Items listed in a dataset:
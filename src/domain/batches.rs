//! Splitting a date range into download-sized windows.

use chrono::{Days, NaiveDate};

/// Default window length, in days, for bulk history downloads.
pub const DEFAULT_BATCH_DAYS: u32 = 95;

/// Inclusive date window.
#[derive(Debug, Clone, Copy, PartialEq, Eq)]
pub struct DateBatch {
    pub start: NaiveDate,
    pub end: NaiveDate,
}

impl DateBatch {
    pub fn days(&self) -> i64 {
        (self.end - self.start).num_days() + 1
    }
}

/// Consecutive, non-overlapping windows covering `start..=end`, each at
/// most `batch_days` long. Empty when `start > end`.
pub fn date_batches(start: NaiveDate, end: NaiveDate, batch_days: u32) -> Vec<DateBatch> {
    let span = u64::from(batch_days.max(1) - 1);
    let mut batches = Vec::new();
    let mut cursor = start;

    while cursor <= end {
        let window_end = cursor
            .checked_add_days(Days::new(span))
            .map_or(end, |d| d.min(end));
        batches.push(DateBatch {
            start: cursor,
            end: window_end,
        });
        match window_end.succ_opt() {
            Some(next) => cursor = next,
            None => break,
        }
    }

    batches
}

### Work instruction
The answer must consist of every line from the entries above that contains "DateBatch".

### Your solution
pub struct DateBatch {
impl DateBatch {
pub fn date_batches(start: NaiveDate, end: NaiveDate, batch_days: u32) -> Vec<DateBatch> {
        batches.push(DateBatch {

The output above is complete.